Vogel: Es gibt eine breitere Masse an Unternehmen, die zunächst erkennen, dass Frauen für den Gesamterfolg des Unternehmens wichtig sind, und die nach der Erkenntnis schrittweise versuchen, Methoden und Werkzeuge umzusetzen bzw. einzusetzen. Hier unterstützen wir sehr konkret mit unserem Arbeitgeber-Assessment. Wir gehen dabei nicht mit einem Gießkannen-Prinzip vor, sondern achten sehr darauf, was für das einzelne Unternehmen ökonomisch und strategisch sinnvoll ist. Alle möglichen Maßnahmen müssen zur bestehenden Unternehmenskultur passen, damit die Authentizität gewahrt bleibt und der Kulturwandel auch innerhalb der Belegschaft Unterstützung findet. Es macht keinen Sinn, dass ein Unternehmen seine gesamte Unternehmenskultur auf den Kopf stellt, um Frauen zu akquirieren. Es sollte einen sanften, aber konsequenten Übergang geben, bei dem kooperativ darauf geschaut wird, was zum Unternehmen, zur Belegschaft und zu den unternehmerischen Zielen passt und gleichzeitig dem Ziel dient, mehr Frauen für das Unternehmen zu gewinnen.

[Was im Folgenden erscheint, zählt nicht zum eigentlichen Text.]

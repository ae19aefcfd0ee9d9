//! Snapshot ingestion and the merged accounting map.

use crate::capture::{CaptureSession, Page};
use std::collections::HashMap;

/// Per-callstack counters after merging: total bytes and a signed
/// allocation count.
#[derive(Debug, Clone, Copy, PartialEq, Eq)]
pub struct Counters {
    pub bytes: u64,
    pub count: i64,
}

/// Insertion-ordered map of callstack id -> merged counters.
///
/// When the same id appears in multiple snapshots, the later snapshot's
/// record replaces the earlier value in place — last write wins, counters are
/// not accumulated — and the id keeps its original position. Ranking ties
/// therefore break on first appearance, and iteration order is identical
/// across runs over the same capture.
#[derive(Debug, Default)]
pub struct AccountingMap {
    ids: Vec<u64>,
    counters: Vec<Counters>,
    index: HashMap<u64, usize>,
}

impl AccountingMap {
    pub fn new() -> Self {
        Self::default()
    }

    /// Record the counters for an id, replacing any earlier value.
    pub fn insert(&mut self, id: u64, counters: Counters) {
        match self.index.get(&id) {
            Some(&slot) => self.counters[slot] = counters,
            None => {
                self.index.insert(id, self.ids.len());
                self.ids.push(id);
                self.counters.push(counters);
            }
        }
    }

    pub fn get(&self, id: u64) -> Option<Counters> {
        self.index.get(&id).map(|&slot| self.counters[slot])
    }

    /// Iterate in first-appearance order.
    pub fn iter(&self) -> impl Iterator<Item = (u64, Counters)> + '_ {
        self.ids.iter().copied().zip(self.counters.iter().copied())
    }

    pub fn len(&self) -> usize {
        self.ids.len()
    }

    pub fn is_empty(&self) -> bool {
        self.ids.is_empty()
    }

    /// Sum of bytes over the full map.
    pub fn total_bytes(&self) -> u64 {
        self.counters.iter().map(|c| c.bytes).sum()
    }

    /// Sum of allocation counts over the full map.
    pub fn total_count(&self) -> i64 {
        self.counters.iter().map(|c| c.count).sum()
    }
}

/// Merge every snapshot's counter records into one accounting map and
/// concatenate the page lists, strictly in index order.
///
/// Failures are isolated per unit: a snapshot that cannot be fetched is
/// logged and skipped, as is a page list that cannot be fetched, and
/// processing continues with the remaining indices.
pub fn ingest<S: CaptureSession>(session: &S) -> (AccountingMap, Vec<Page>) {
    let mut accounting = AccountingMap::new();
    let mut pages = Vec::new();

    for index in 0..session.snapshot_count() {
        let snapshot = match session.snapshot(index) {
            Ok(snapshot) => snapshot,
            Err(e) => {
                eprintln!("warning: skipping snapshot {}: {}", index, e);
                continue;
            }
        };

        for record in &snapshot.records {
            accounting.insert(
                record.callstack_id,
                Counters {
                    bytes: record.bytes,
                    count: record.count,
                },
            );
        }

        match session.pages(index) {
            Ok(mut snapshot_pages) => pages.append(&mut snapshot_pages),
            Err(e) => eprintln!("warning: skipping pages for snapshot {}: {}", index, e),
        }
    }

    (accounting, pages)
}
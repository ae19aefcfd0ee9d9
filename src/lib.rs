//! Offline memory-capture analysis engine.
//!
//! This crate turns the raw accounting data of a capture session — per-callstack
//! byte/allocation counters and per-page usage records — into five derived
//! reports: a call tree, a per-function summary, a leak-candidate list, a
//! page-usage view, and a per-type summary.
//!
//! # Pipeline
//!
//! - [`capture`] - capture-session interface and JSON-backed decoder
//! - [`ingest`] - merge all snapshots into one accounting map and page list
//! - [`resolve`] - lazy, memoized callstack resolution
//! - [`symbols`] - heuristic symbol decomposition
//! - [`builders`] - the five report builders
//! - [`analysis`] - end-to-end orchestration
//!
//! # Example
//!
//! ```no_run
//! use memcap::analysis;
//! use memcap::capture::JsonCapture;
//! use std::path::Path;
//!
//! let mut session = JsonCapture::new();
//! let status = session.read(Path::new("app.mcap"));
//! assert!(status.is_ok());
//!
//! let report = analysis::analyze(&session).unwrap();
//! println!("{} bytes tracked across {} snapshots",
//!     report.total_size, report.total_snapshots);
//! ```

pub mod analysis;
pub mod builders;
pub mod capture;
pub mod ingest;
pub mod report;
pub mod resolve;
pub mod symbols;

Frage: Welche Rolle können hochqualifizierte Frauen denn in einer VUCA-Wirtschaftswelt spielen, in der Unternehmen unter ständigem Veränderungsdruck stehen?
Vogel: VUCA bedeutet ja letztendlich, dass wir uns von einer sehr künstlich-linearen Welt, die wir uns im Industriezeitalter geschaffen haben, hin zu einer hochdynamischen agilen Wirtschaftswelt des Wandels verändern. In dem Moment, wo wir die Linearität durchbrechen und in eine zyklische Bewegung kommen, findet ein sehr weibliches Element Eingang in die Unternehmenswelt. Aus meiner Sicht sind Frauen daher, wenn es um die Bewältigung dynamischer Veränderungsprozesse geht, prädestiniert, Seite an Seite kooperativ mit den Männern diese Wandlungsprozesse zu gestalten. Wenn das strategische Wachstum mit dem Managen zyklischer Veränderungsdynamiken kombiniert wird, entsteht nicht nur ein agiles Unternehmen, sondern auch unternehmerische Resilienz. Konsequent weitergedacht wäre somit die Forderung nach Jobsharing auf Führungsebene beispielsweise ökonomisch betrachtet nicht nur eine Notwendigkeit, sondern gleichzeitig auch ein unglaublicher Wettbewerbsvorteil. Insgesamt bietet die VUCA-Welt für Frauen unglaublich viele Chancen, ihre weiblichen Stärken zu stärken und in Kooperation mit den Männern die Wirtschafts- und Arbeitswelt zu verändern. Hin zu mehr Empathie, mehr Dialog, mehr Kooperation und mehr Nachhaltigkeit. Wenn das Bewusstsein für diese unternehmerischen Vorteile flächendeckend vorhanden wäre, bräuchten wir über Female Recruiting nicht mehr zu reden, denn dann wäre die bedingungslose Einbeziehung von Frauen in der Wirtschaft auf allen Unternehmensebenen eine natürliche Selbstverständlichkeit, die der gesamten Organisation und damit auch den Männern zugutekommt.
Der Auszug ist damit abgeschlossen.